### Instructions for the task
Exactly how many lines in this data contain the word "single"? Only the number should be given.

[Stored data entries]
########################################

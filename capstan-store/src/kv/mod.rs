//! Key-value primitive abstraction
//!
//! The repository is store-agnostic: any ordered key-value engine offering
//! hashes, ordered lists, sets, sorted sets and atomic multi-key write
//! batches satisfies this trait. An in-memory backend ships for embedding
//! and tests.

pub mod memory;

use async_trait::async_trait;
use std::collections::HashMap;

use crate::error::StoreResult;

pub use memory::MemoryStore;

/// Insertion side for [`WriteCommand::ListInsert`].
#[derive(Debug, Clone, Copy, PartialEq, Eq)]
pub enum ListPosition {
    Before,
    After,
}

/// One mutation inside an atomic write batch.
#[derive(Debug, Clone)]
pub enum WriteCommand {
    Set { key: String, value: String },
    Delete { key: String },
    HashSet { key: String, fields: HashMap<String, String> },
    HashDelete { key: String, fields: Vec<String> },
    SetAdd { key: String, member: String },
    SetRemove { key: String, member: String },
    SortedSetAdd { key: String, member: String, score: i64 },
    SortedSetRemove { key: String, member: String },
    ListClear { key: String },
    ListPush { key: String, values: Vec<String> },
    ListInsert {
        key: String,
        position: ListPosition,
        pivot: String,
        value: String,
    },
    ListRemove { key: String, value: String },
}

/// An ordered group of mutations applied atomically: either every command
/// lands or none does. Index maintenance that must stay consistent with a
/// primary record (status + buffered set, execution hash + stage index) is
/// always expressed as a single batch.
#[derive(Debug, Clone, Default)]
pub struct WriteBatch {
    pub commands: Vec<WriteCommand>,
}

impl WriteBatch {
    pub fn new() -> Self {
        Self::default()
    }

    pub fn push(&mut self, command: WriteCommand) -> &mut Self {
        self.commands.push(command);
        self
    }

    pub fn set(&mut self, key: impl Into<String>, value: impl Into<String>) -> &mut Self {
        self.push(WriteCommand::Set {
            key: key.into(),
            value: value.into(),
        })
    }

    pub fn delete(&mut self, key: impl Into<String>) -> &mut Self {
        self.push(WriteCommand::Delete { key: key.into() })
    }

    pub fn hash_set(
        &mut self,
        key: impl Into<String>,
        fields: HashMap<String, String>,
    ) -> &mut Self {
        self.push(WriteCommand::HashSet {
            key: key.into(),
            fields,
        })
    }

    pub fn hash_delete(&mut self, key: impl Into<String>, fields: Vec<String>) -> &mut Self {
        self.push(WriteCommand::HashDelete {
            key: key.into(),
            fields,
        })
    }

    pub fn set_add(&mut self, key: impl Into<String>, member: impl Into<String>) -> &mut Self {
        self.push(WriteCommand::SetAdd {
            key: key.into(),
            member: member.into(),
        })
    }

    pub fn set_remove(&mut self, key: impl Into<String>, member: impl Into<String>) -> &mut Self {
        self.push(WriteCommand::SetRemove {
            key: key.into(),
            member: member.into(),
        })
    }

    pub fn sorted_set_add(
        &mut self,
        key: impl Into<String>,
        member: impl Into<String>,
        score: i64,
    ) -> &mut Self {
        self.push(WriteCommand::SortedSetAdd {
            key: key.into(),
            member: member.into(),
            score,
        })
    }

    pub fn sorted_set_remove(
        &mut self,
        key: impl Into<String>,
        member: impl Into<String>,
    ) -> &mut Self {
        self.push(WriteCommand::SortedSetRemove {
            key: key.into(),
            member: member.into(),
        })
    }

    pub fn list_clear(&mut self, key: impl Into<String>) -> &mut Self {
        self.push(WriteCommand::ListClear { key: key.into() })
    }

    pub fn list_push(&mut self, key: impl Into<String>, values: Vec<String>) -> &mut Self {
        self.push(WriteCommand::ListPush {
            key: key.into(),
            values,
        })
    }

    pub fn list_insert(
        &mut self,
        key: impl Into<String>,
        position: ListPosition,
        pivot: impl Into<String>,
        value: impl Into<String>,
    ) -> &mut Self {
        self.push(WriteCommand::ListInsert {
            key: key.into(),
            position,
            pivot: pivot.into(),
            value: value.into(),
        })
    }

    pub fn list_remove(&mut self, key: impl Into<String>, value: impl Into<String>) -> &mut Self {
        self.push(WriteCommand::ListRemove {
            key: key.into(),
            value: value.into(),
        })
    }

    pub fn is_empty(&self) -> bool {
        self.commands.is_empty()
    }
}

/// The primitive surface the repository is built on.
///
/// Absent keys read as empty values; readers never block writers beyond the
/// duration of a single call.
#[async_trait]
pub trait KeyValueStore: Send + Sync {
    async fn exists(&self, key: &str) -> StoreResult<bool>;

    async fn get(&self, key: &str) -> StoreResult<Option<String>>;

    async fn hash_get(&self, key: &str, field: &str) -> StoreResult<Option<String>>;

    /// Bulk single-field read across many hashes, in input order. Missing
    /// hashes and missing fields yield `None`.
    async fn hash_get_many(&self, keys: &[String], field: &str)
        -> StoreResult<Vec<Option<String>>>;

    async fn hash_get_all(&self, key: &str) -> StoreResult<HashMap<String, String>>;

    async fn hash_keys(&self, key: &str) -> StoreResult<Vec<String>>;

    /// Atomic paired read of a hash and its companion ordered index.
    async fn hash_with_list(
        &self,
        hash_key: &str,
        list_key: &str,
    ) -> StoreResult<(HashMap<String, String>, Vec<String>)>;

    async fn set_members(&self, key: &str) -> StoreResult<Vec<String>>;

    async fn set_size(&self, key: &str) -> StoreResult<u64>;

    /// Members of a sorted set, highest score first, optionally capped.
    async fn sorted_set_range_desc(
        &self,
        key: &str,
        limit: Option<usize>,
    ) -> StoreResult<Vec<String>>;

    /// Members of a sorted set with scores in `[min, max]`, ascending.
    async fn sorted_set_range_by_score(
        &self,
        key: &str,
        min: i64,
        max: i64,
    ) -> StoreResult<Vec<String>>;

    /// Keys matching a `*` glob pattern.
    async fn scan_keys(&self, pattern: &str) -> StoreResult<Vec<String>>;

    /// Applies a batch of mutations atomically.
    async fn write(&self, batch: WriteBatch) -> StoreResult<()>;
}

########################################

### Solution
3